そのカードは一枚は鉄の棒へ。もう一枚は男の首筋へ。ヒュッ!と先ほどの様な音と共にカードが当たった鉄の棒は両断され、首筋は切り裂かれて鮮血が舞う。
「……さて。まだやりますか?今すぐ手当をすればその方はまだ助かりますが……どうします?続行して無意味な全滅か、それとも勇気ある撤退か。私は撤退するのが賢明だと思いますけどねぇ?」
薄ら笑いを浮かべながら幻魔がそう言うと、男の仲間の一人が、
「ひ、ひぃぃ!ば、化け物がぁぁぁ!!」
と叫びつつ、彼らはしっかり男を回収して逃げて行くのだった。
「……まぁ、こんなものですかね。とりあえず撃退はしましたが、もしかして息の根を止めた方が良かったですか?」
幻魔は彼らが去って行くのを見送り、後ろで見ていたクレアに聞く。
「え、あ、あぁ。いや、大丈夫。今のところ食糧には困ってないからね。というか、それを聞くって事は、幻魔は人を殺しても大丈夫なの?君は人間みたいだけど」
「えぇ。そのくらい普通にできますよ。だって、それが出来ないと生きていけないような生活を一時はしてましたから」
幻魔はまるでなんでもないかのようにそう言う。クレアはそれを聞いて、なぜか寒気を感じた。
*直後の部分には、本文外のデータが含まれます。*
//! Front-matter splitting

use serde_yaml::{Mapping, Value};
use thiserror::Error;

use super::post::RawFrontMatter;

/// Front-matter that cannot be recovered from
#[derive(Error, Debug)]
pub enum FrontMatterError {
    #[error("Failed to parse JSON front-matter: {0}")]
    Json(#[from] serde_json::Error),

    #[error("JSON front-matter must be an object")]
    JsonNotObject,

    #[error("Unterminated JSON front-matter")]
    UnterminatedJson,
}

/// Front-matter splitter for markdown documents
pub struct FrontMatter;

impl FrontMatter {
    /// Split `content` into raw front-matter and the remaining body.
    ///
    /// Documents without front-matter, or whose YAML block or leading `{...}`
    /// block is unusable, yield an empty mapping and the whole document as
    /// body. Only `;;;`-fenced JSON is required to be valid.
    pub fn parse(content: &str) -> Result<(RawFrontMatter, &str), FrontMatterError> {
        let content = content.trim_start();

        if content.starts_with("---") {
            return Ok(Self::parse_yaml(content));
        }

        if content.starts_with(";;;") {
            return Self::parse_fenced_json(content);
        }

        if content.starts_with('{') {
            return Ok(Self::parse_json_object(content));
        }

        Ok((Mapping::new(), content))
    }

    fn parse_yaml(content: &str) -> (RawFrontMatter, &str) {
        let rest = content[3..].trim_start_matches(['\n', '\r']);

        let Some(end_pos) = rest.find("\n---") else {
            return (Mapping::new(), content);
        };

        let yaml_content = &rest[..end_pos];
        let remaining = rest[end_pos + 4..].trim_start_matches(['\n', '\r']);

        if yaml_content.trim().is_empty() {
            return (Mapping::new(), remaining);
        }

        // `---` is also a markdown thematic break
        if !yaml_content.lines().any(looks_like_yaml_key) {
            return (Mapping::new(), content);
        }

        match serde_yaml::from_str::<Value>(yaml_content) {
            Ok(Value::Mapping(map)) => (map, remaining),
            Ok(_) => {
                tracing::warn!("YAML front-matter is not a mapping, ignoring it");
                (Mapping::new(), remaining)
            }
            Err(e) => {
                tracing::warn!("Failed to parse YAML front-matter, treating as content: {}", e);
                (Mapping::new(), content)
            }
        }
    }

    fn parse_fenced_json(content: &str) -> Result<(RawFrontMatter, &str), FrontMatterError> {
        let rest = &content[3..];
        let end_pos = rest.find(";;;").ok_or(FrontMatterError::UnterminatedJson)?;
        let remaining = rest[end_pos + 3..].trim_start_matches(['\n', '\r']);
        Ok((json_to_mapping(&rest[..end_pos])?, remaining))
    }

    /// A leading `{` may just as well be template syntax such as `{{ x }}`
    fn parse_json_object(content: &str) -> (RawFrontMatter, &str) {
        let Some(end_pos) = matching_brace(content) else {
            return (Mapping::new(), content);
        };

        match json_to_mapping(&content[..end_pos]) {
            Ok(map) => {
                let remaining = content[end_pos..].trim_start_matches(['\n', '\r']);
                (map, remaining)
            }
            Err(e) => {
                tracing::debug!("Leading braces are not JSON front-matter: {}", e);
                (Mapping::new(), content)
            }
        }
    }
}

/// A `key: value` line, with a simple identifier as key and not a URL scheme
fn looks_like_yaml_key(line: &str) -> bool {
    let trimmed = line.trim();
    if trimmed.is_empty() || trimmed.starts_with('#') {
        return false;
    }

    let Some(colon_pos) = trimmed.find(':') else {
        return false;
    };
    let key = &trimmed[..colon_pos];
    let is_valid_key = !key.is_empty()
        && key
            .chars()
            .all(|c| c.is_ascii_alphanumeric() || c == '_' || c == '-')
        && !matches!(key, "http" | "https" | "ftp");

    let after_colon = &trimmed[colon_pos + 1..];
    is_valid_key && (after_colon.is_empty() || after_colon.starts_with(' '))
}

/// Byte offset just past the brace closing the object that opens `content`
fn matching_brace(content: &str) -> Option<usize> {
    let mut depth = 0usize;
    let mut in_string = false;
    let mut escaped = false;

    for (i, c) in content.char_indices() {
        if in_string {
            match c {
                _ if escaped => escaped = false,
                '\\' => escaped = true,
                '"' => in_string = false,
                _ => {}
            }
            continue;
        }
        match c {
            '"' => in_string = true,
            '{' => depth += 1,
            '}' => {
                depth = depth.checked_sub(1)?;
                if depth == 0 {
                    return Some(i + 1);
                }
            }
            _ => {}
        }
    }

    None
}

fn json_to_mapping(json: &str) -> Result<RawFrontMatter, FrontMatterError> {
    let value: serde_json::Value = serde_json::from_str(json)?;
    if !value.is_object() {
        return Err(FrontMatterError::JsonNotObject);
    }
    // JSON is a subset of YAML's data model
    match serde_yaml::to_value(value) {
        Ok(Value::Mapping(map)) => Ok(map),
        _ => Err(FrontMatterError::JsonNotObject),
    }
}
//! blog-listing: post listings for markdown blogs
//!
//! Loads markdown posts into normalized [`content::PostRecord`]s and provides
//! the pure sorting, filtering, pagination and counting helpers that home,
//! tag and category pages are built from.

pub mod commands;
pub mod config;
pub mod content;
pub mod helpers;

use anyhow::Result;
use std::path::Path;

/// A blog site rooted at a directory
#[derive(Debug, Clone)]
pub struct Blog {
    /// Site configuration
    pub config: config::SiteConfig,
    /// Source directory
    pub source_dir: std::path::PathBuf,
    /// Directory holding the posts
    pub posts_dir: std::path::PathBuf,
}

impl Blog {
    /// Open the site in `base_dir`, reading `_config.yml` when present
    pub fn new<P: AsRef<Path>>(base_dir: P) -> Result<Self> {
        let base_dir = base_dir.as_ref().to_path_buf();
        let config_path = base_dir.join("_config.yml");

        let config = if config_path.exists() {
            config::SiteConfig::load(&config_path)?
        } else {
            config::SiteConfig::default()
        };

        Ok(Self::with_config(base_dir, config))
    }

    /// Open the site in `base_dir` with an explicit configuration
    pub fn with_config<P: AsRef<Path>>(base_dir: P, config: config::SiteConfig) -> Self {
        let source_dir = base_dir.as_ref().join(&config.source_dir);
        let posts_dir = source_dir.join(&config.posts_dir);

        Self {
            config,
            source_dir,
            posts_dir,
        }
    }

    /// Load all published posts
    pub fn load_posts(&self) -> Result<Vec<content::PostRecord>> {
        content::loader::ContentLoader::new(self).load_posts()
    }
}
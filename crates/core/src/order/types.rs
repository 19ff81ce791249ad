//! Domain status types for orders, payments, and revisions.

use serde::{Deserialize, Serialize};
use std::fmt;
use std::str::FromStr;

/// Lifecycle status of an order.
#[derive(Debug, Clone, Copy, PartialEq, Eq, Hash, Serialize, Deserialize)]
#[serde(rename_all = "SCREAMING_SNAKE_CASE")]
pub enum OrderStatus {
    /// Order created, waiting for the client to pay.
    PendingPayment,
    /// Payment verified, waiting for an accountant.
    Paid,
    /// An accountant is working on the order.
    InProgress,
    /// Work delivered. Terminal.
    Completed,
}

impl OrderStatus {
    /// Returns the wire representation of this status.
    #[must_use]
    pub const fn as_str(self) -> &'static str {
        match self {
            Self::PendingPayment => "PENDING_PAYMENT",
            Self::Paid => "PAID",
            Self::InProgress => "IN_PROGRESS",
            Self::Completed => "COMPLETED",
        }
    }
}

impl fmt::Display for OrderStatus {
    fn fmt(&self, f: &mut fmt::Formatter<'_>) -> fmt::Result {
        f.write_str(self.as_str())
    }
}

impl FromStr for OrderStatus {
    type Err = String;

    fn from_str(s: &str) -> Result<Self, Self::Err> {
        match s {
            "PENDING_PAYMENT" => Ok(Self::PendingPayment),
            "PAID" => Ok(Self::Paid),
            "IN_PROGRESS" => Ok(Self::InProgress),
            "COMPLETED" => Ok(Self::Completed),
            other => Err(format!("unknown order status: {other}")),
        }
    }
}

/// Status of a payment record.
#[derive(Debug, Clone, Copy, PartialEq, Eq, Hash, Serialize, Deserialize)]
#[serde(rename_all = "SCREAMING_SNAKE_CASE")]
pub enum PaymentStatus {
    /// Payment record exists but nothing was received.
    Unpaid,
    /// Client submitted proof, waiting for admin verification.
    PendingApproval,
    /// Verified. Implies the parent order is PAID.
    Paid,
}

impl PaymentStatus {
    /// Returns the wire representation of this status.
    #[must_use]
    pub const fn as_str(self) -> &'static str {
        match self {
            Self::Unpaid => "UNPAID",
            Self::PendingApproval => "PENDING_APPROVAL",
            Self::Paid => "PAID",
        }
    }
}

impl fmt::Display for PaymentStatus {
    fn fmt(&self, f: &mut fmt::Formatter<'_>) -> fmt::Result {
        f.write_str(self.as_str())
    }
}

impl FromStr for PaymentStatus {
    type Err = String;

    fn from_str(s: &str) -> Result<Self, Self::Err> {
        match s {
            "UNPAID" => Ok(Self::Unpaid),
            "PENDING_APPROVAL" => Ok(Self::PendingApproval),
            "PAID" => Ok(Self::Paid),
            other => Err(format!("unknown payment status: {other}")),
        }
    }
}

/// Status of a revision request.
#[derive(Debug, Clone, Copy, PartialEq, Eq, Hash, Serialize, Deserialize)]
#[serde(rename_all = "SCREAMING_SNAKE_CASE")]
pub enum RevisionStatus {
    /// Filed by the client, not picked up yet.
    Pending,
    /// Claimed by an accountant.
    InProgress,
    /// Revision delivered.
    Completed,
    /// Declined by the office.
    Rejected,
}

impl RevisionStatus {
    /// Returns the wire representation of this status.
    #[must_use]
    pub const fn as_str(self) -> &'static str {
        match self {
            Self::Pending => "PENDING",
            Self::InProgress => "IN_PROGRESS",
            Self::Completed => "COMPLETED",
            Self::Rejected => "REJECTED",
        }
    }
}

impl fmt::Display for RevisionStatus {
    fn fmt(&self, f: &mut fmt::Formatter<'_>) -> fmt::Result {
        f.write_str(self.as_str())
    }
}

impl FromStr for RevisionStatus {
    type Err = String;

    fn from_str(s: &str) -> Result<Self, Self::Err> {
        match s {
            "PENDING" => Ok(Self::Pending),
            "IN_PROGRESS" => Ok(Self::InProgress),
            "COMPLETED" => Ok(Self::Completed),
            "REJECTED" => Ok(Self::Rejected),
            other => Err(format!("unknown revision status: {other}")),
        }
    }
}

#[cfg(test)]
mod tests {
    use super::*;

    #[test]
    fn test_order_status_round_trip() {
        for status in [
            OrderStatus::PendingPayment,
            OrderStatus::Paid,
            OrderStatus::InProgress,
            OrderStatus::Completed,
        ] {
            assert_eq!(status.as_str().parse::<OrderStatus>().unwrap(), status);
        }
    }

    #[test]
    fn test_unknown_status_rejected() {
        assert!("CANCELLED".parse::<OrderStatus>().is_err());
        assert!("paid".parse::<OrderStatus>().is_err());
        assert!("".parse::<PaymentStatus>().is_err());
    }

    #[test]
    fn test_display_matches_wire_format() {
        assert_eq!(OrderStatus::PendingPayment.to_string(), "PENDING_PAYMENT");
        assert_eq!(PaymentStatus::PendingApproval.to_string(), "PENDING_APPROVAL");
        assert_eq!(RevisionStatus::Rejected.to_string(), "REJECTED");
    }
}
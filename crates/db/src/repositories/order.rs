//! Order repository for lifecycle database operations.
//!
//! Every mutation of `orders.status` goes through the transition table
//! in `kantor-core`; callers cannot move an order backwards or skip a
//! step.

use kantor_core::order::{OrderFlowError, OrderStatus, ensure_transition};
use sea_orm::{
    ActiveModelTrait, ColumnTrait, DatabaseConnection, DbErr, EntityTrait, QueryFilter, QueryOrder,
    Set, TransactionTrait,
};
use uuid::Uuid;

use crate::entities::{documents, orders, payments, service_packages, users};

/// Error types for order operations.
#[derive(Debug, thiserror::Error)]
pub enum OrderError {
    /// Order not found.
    #[error("Order not found: {0}")]
    NotFound(Uuid),

    /// Service package not found or inactive.
    #[error("Service package not found: {0}")]
    ServiceNotFound(Uuid),

    /// Client not found.
    #[error("Client not found: {0}")]
    ClientNotFound(Uuid),

    /// Lifecycle rule violation.
    #[error(transparent)]
    Flow(#[from] OrderFlowError),

    /// Database error.
    #[error("Database error: {0}")]
    Database(#[from] DbErr),
}

/// A document together with its uploader's display name.
#[derive(Debug, Clone)]
pub struct DocumentWithUploader {
    /// The document row.
    pub document: documents::Model,
    /// Uploader full name, if the uploader still exists.
    pub uploader_name: Option<String>,
}

/// Full order detail: order plus everything a detail page shows.
#[derive(Debug, Clone)]
pub struct OrderDetail {
    /// The order row.
    pub order: orders::Model,
    /// The owning client.
    pub client: users::Model,
    /// The ordered service package.
    pub service: service_packages::Model,
    /// The payment, if one was created.
    pub payment: Option<payments::Model>,
    /// Documents on the order, annotated with uploader names.
    pub documents: Vec<DocumentWithUploader>,
}

/// Order with its service and payment, for client listings.
#[derive(Debug, Clone)]
pub struct ClientOrder {
    /// The order row.
    pub order: orders::Model,
    /// The ordered service package.
    pub service: Option<service_packages::Model>,
    /// The payment, if one was created.
    pub payment: Option<payments::Model>,
}

/// Order with its client and service, for admin listings.
#[derive(Debug, Clone)]
pub struct AdminOrder {
    /// The order row.
    pub order: orders::Model,
    /// The owning client.
    pub client: Option<users::Model>,
    /// The ordered service package.
    pub service: Option<service_packages::Model>,
}

/// Order repository for lifecycle operations.
#[derive(Debug, Clone)]
pub struct OrderRepository {
    db: DatabaseConnection,
}

impl OrderRepository {
    /// Creates a new order repository.
    #[must_use]
    pub const fn new(db: DatabaseConnection) -> Self {
        Self { db }
    }

    /// Finds an order by ID.
    ///
    /// # Errors
    ///
    /// Returns an error if the database query fails.
    pub async fn find_by_id(&self, id: Uuid) -> Result<Option<orders::Model>, DbErr> {
        orders::Entity::find_by_id(id).one(&self.db).await
    }

    /// Creates an order for a client, snapshotting the package price.
    ///
    /// The order starts in `PENDING_PAYMENT`. `total_amount` is copied
    /// from the package at this moment and never follows later price
    /// changes.
    ///
    /// # Errors
    ///
    /// Returns [`OrderError::ServiceNotFound`] if the package does not
    /// exist or is inactive, [`OrderError::ClientNotFound`] if the client
    /// does not exist, or [`OrderError::Database`] on query failure.
    pub async fn create(
        &self,
        client_id: Uuid,
        service_id: Uuid,
        notes: Option<String>,
    ) -> Result<orders::Model, OrderError> {
        let client = users::Entity::find_by_id(client_id).one(&self.db).await?;
        if client.is_none() {
            return Err(OrderError::ClientNotFound(client_id));
        }

        let service = service_packages::Entity::find_by_id(service_id)
            .one(&self.db)
            .await?
            .filter(|package| package.is_active)
            .ok_or(OrderError::ServiceNotFound(service_id))?;

        let now = chrono::Utc::now().into();
        let order = orders::ActiveModel {
            id: Set(Uuid::new_v4()),
            client_id: Set(client_id),
            service_id: Set(service_id),
            accountant_id: Set(None),
            total_amount: Set(service.price),
            status: Set(OrderStatus::PendingPayment.into()),
            notes: Set(notes),
            created_at: Set(now),
            updated_at: Set(now),
        };

        Ok(order.insert(&self.db).await?)
    }

    /// Moves an order to a new status, validating the transition.
    ///
    /// When moving to `IN_PROGRESS`, `accountant_id` records who took
    /// the job.
    ///
    /// # Errors
    ///
    /// Returns [`OrderError::NotFound`] if the order does not exist, or
    /// [`OrderError::Flow`] if the transition is not allowed.
    pub async fn set_status(
        &self,
        id: Uuid,
        new_status: OrderStatus,
        accountant_id: Option<Uuid>,
    ) -> Result<orders::Model, OrderError> {
        let txn = self.db.begin().await?;

        let order = orders::Entity::find_by_id(id)
            .one(&txn)
            .await?
            .ok_or(OrderError::NotFound(id))?;

        ensure_transition(order.status.clone().into(), new_status)?;

        let mut active: orders::ActiveModel = order.into();
        active.status = Set(new_status.into());
        if let Some(accountant_id) = accountant_id {
            active.accountant_id = Set(Some(accountant_id));
        }
        active.updated_at = Set(chrono::Utc::now().into());

        let updated = active.update(&txn).await?;
        txn.commit().await?;

        Ok(updated)
    }

    /// Loads the full detail for an order.
    ///
    /// # Errors
    ///
    /// Returns [`OrderError::NotFound`] if the order, its client, or its
    /// service no longer exists.
    pub async fn get_detail(&self, id: Uuid) -> Result<OrderDetail, OrderError> {
        let order = self.find_by_id(id).await?.ok_or(OrderError::NotFound(id))?;

        let client = users::Entity::find_by_id(order.client_id)
            .one(&self.db)
            .await?
            .ok_or(OrderError::ClientNotFound(order.client_id))?;

        let service = service_packages::Entity::find_by_id(order.service_id)
            .one(&self.db)
            .await?
            .ok_or(OrderError::ServiceNotFound(order.service_id))?;

        let payment = payments::Entity::find()
            .filter(payments::Column::OrderId.eq(id))
            .one(&self.db)
            .await?;

        let documents = documents::Entity::find()
            .filter(documents::Column::OrderId.eq(id))
            .order_by_asc(documents::Column::CreatedAt)
            .find_also_related(users::Entity)
            .all(&self.db)
            .await?
            .into_iter()
            .map(|(document, uploader)| DocumentWithUploader {
                document,
                uploader_name: uploader.map(|user| user.full_name),
            })
            .collect();

        Ok(OrderDetail {
            order,
            client,
            service,
            payment,
            documents,
        })
    }

    /// Lists a client's orders, newest first, with service and payment.
    ///
    /// # Errors
    ///
    /// Returns an error if the database query fails.
    pub async fn list_for_client(&self, client_id: Uuid) -> Result<Vec<ClientOrder>, DbErr> {
        let orders_with_services = orders::Entity::find()
            .filter(orders::Column::ClientId.eq(client_id))
            .order_by_desc(orders::Column::CreatedAt)
            .find_also_related(service_packages::Entity)
            .all(&self.db)
            .await?;

        let order_ids: Vec<Uuid> = orders_with_services
            .iter()
            .map(|(order, _)| order.id)
            .collect();

        let mut payments_by_order: std::collections::HashMap<Uuid, payments::Model> =
            payments::Entity::find()
                .filter(payments::Column::OrderId.is_in(order_ids))
                .all(&self.db)
                .await?
                .into_iter()
                .map(|payment| (payment.order_id, payment))
                .collect();

        Ok(orders_with_services
            .into_iter()
            .map(|(order, service)| {
                let payment = payments_by_order.remove(&order.id);
                ClientOrder {
                    order,
                    service,
                    payment,
                }
            })
            .collect())
    }

    /// Lists all orders, newest first, with client and service.
    ///
    /// # Errors
    ///
    /// Returns an error if the database query fails.
    pub async fn list_all(&self) -> Result<Vec<AdminOrder>, DbErr> {
        let orders_with_clients = orders::Entity::find()
            .order_by_desc(orders::Column::CreatedAt)
            .find_also_related(users::Entity)
            .all(&self.db)
            .await?;

        let service_ids: Vec<Uuid> = orders_with_clients
            .iter()
            .map(|(order, _)| order.service_id)
            .collect();

        let services_by_id: std::collections::HashMap<Uuid, service_packages::Model> =
            service_packages::Entity::find()
                .filter(service_packages::Column::Id.is_in(service_ids))
                .all(&self.db)
                .await?
                .into_iter()
                .map(|service| (service.id, service))
                .collect();

        Ok(orders_with_clients
            .into_iter()
            .map(|(order, client)| {
                let service = services_by_id.get(&order.service_id).cloned();
                AdminOrder {
                    order,
                    client,
                    service,
                }
            })
            .collect())
    }
}
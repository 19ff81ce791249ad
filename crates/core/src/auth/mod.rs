//! Authentication and password hashing.
//!
//! This module provides:
//! - Password hashing with Argon2id
//! - Password verification
//! - User role definitions

mod password;

pub use password::{PasswordError, hash_password, verify_password};

use serde::{Deserialize, Serialize};

/// User roles within the office portal.
#[derive(Debug, Clone, Copy, PartialEq, Eq, Serialize, Deserialize)]
#[serde(rename_all = "SCREAMING_SNAKE_CASE")]
pub enum UserRole {
    /// Manages users, services, payments, and activity logs.
    Admin,
    /// Fulfills orders and revisions.
    Akuntan,
    /// Orders services, uploads documents, pays invoices.
    Klien,
}

impl UserRole {
    /// Returns true if this role can manage users and services.
    #[must_use]
    pub const fn can_manage_office(&self) -> bool {
        matches!(self, Self::Admin)
    }

    /// Returns true if this role can work on orders and revisions.
    #[must_use]
    pub const fn can_fulfill_orders(&self) -> bool {
        matches!(self, Self::Admin | Self::Akuntan)
    }
}

impl std::fmt::Display for UserRole {
    fn fmt(&self, f: &mut std::fmt::Formatter<'_>) -> std::fmt::Result {
        match self {
            Self::Admin => write!(f, "ADMIN"),
            Self::Akuntan => write!(f, "AKUNTAN"),
            Self::Klien => write!(f, "KLIEN"),
        }
    }
}

impl std::str::FromStr for UserRole {
    type Err = String;

    fn from_str(s: &str) -> Result<Self, Self::Err> {
        match s {
            "ADMIN" => Ok(Self::Admin),
            "AKUNTAN" => Ok(Self::Akuntan),
            "KLIEN" => Ok(Self::Klien),
            other => Err(format!("unknown user role: {other}")),
        }
    }
}

#[cfg(test)]
mod tests {
    use super::*;

    #[test]
    fn test_role_permissions() {
        assert!(UserRole::Admin.can_manage_office());
        assert!(!UserRole::Akuntan.can_manage_office());
        assert!(!UserRole::Klien.can_manage_office());

        assert!(UserRole::Admin.can_fulfill_orders());
        assert!(UserRole::Akuntan.can_fulfill_orders());
        assert!(!UserRole::Klien.can_fulfill_orders());
    }

    #[test]
    fn test_role_round_trip() {
        for role in [UserRole::Admin, UserRole::Akuntan, UserRole::Klien] {
            assert_eq!(role.to_string().parse::<UserRole>().unwrap(), role);
        }
        assert!("admin".parse::<UserRole>().is_err());
    }
}
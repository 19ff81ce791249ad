//! API route definitions.

use axum::{Router, middleware};

use crate::{AppState, middleware::auth::auth_middleware};

pub mod activity;
pub mod auth;
pub mod dashboard;
pub mod health;
pub mod orders;
pub mod payments;
pub mod revisions;
pub mod services;
pub mod users;

/// Creates the API router with protected routes that need state for middleware.
#[allow(clippy::needless_pass_by_value)]
pub fn api_routes_with_state(state: AppState) -> Router<AppState> {
    // Protected routes that require authentication
    let protected_routes = Router::new()
        .merge(users::routes())
        .merge(services::routes())
        .merge(orders::routes())
        .merge(revisions::routes())
        .merge(payments::routes())
        .merge(dashboard::routes())
        .merge(activity::routes())
        .layer(middleware::from_fn_with_state(
            state.clone(),
            auth_middleware,
        ));

    // Combine public and protected routes
    Router::new()
        .merge(health::routes())
        .merge(auth::routes())
        .merge(protected_routes)
}
//! Authentication types for JWT tokens and auth payloads.

use chrono::{DateTime, Utc};
use serde::{Deserialize, Serialize};
use uuid::Uuid;

/// JWT claims for access tokens.
#[derive(Debug, Clone, Serialize, Deserialize)]
pub struct Claims {
    /// Subject (user ID).
    pub sub: Uuid,
    /// User's role (ADMIN, AKUNTAN or KLIEN).
    pub role: String,
    /// Issued at timestamp.
    pub iat: i64,
    /// Expiration timestamp.
    pub exp: i64,
}

impl Claims {
    /// Creates new claims for a user.
    #[must_use]
    pub fn new(user_id: Uuid, role: &str, expires_at: DateTime<Utc>) -> Self {
        let now = Utc::now();
        Self {
            sub: user_id,
            role: role.to_string(),
            iat: now.timestamp(),
            exp: expires_at.timestamp(),
        }
    }

    /// Returns the user ID from claims.
    #[must_use]
    pub const fn user_id(&self) -> Uuid {
        self.sub
    }
}

/// Login request payload.
#[derive(Debug, Clone, Deserialize)]
pub struct LoginRequest {
    /// User email.
    pub email: String,
    /// User password.
    pub password: String,
}

/// Registration request payload.
#[derive(Debug, Clone, Deserialize)]
pub struct RegisterRequest {
    /// User full name.
    pub full_name: String,
    /// User email.
    pub email: String,
    /// User password.
    pub password: String,
    /// Phone number.
    pub phone: Option<String>,
    /// Postal address.
    pub address: Option<String>,
}

/// Login response payload.
#[derive(Debug, Clone, Serialize)]
pub struct LoginResponse {
    /// Authenticated user info.
    pub user: UserInfo,
    /// Access token.
    pub access_token: String,
    /// Token expiration in seconds.
    pub expires_in: i64,
}

/// User info returned in auth responses.
#[derive(Debug, Clone, Serialize)]
pub struct UserInfo {
    /// User ID.
    pub id: Uuid,
    /// User email.
    pub email: String,
    /// User full name.
    pub full_name: String,
    /// User role.
    pub role: String,
}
「(……この子……一体どんな暮らしをしてきたっていうの?人が人を殺すだなんて、そうそう無いでしょうに……戦争と考えてもあれほどの技は習得するのにかなり時間がかかる。見た目から見るにそんなに生きてはいないはずだから、かなり幼いころからそんな生活を送って来たっていうの?)」
そうクレアは考えるが、いくら考えた所で答えが出るわけもなく、聞くのもどうかと思ったので、クレアはその疑問を自分の心の中にしまっておくことにした。
「さて。君の実力は若干だけど分かったから、今度は中の仕事をやってもらうわ」
「分かりました。よろしくお願いします、クレア先生」
「幻魔君?そこはメイド長と呼びなさい」
「あ、はい。クレアメイド長」
「よろしい。じゃあ行くわよ」
そう言い、二人はまた赤い城の中へと入って行くのだった。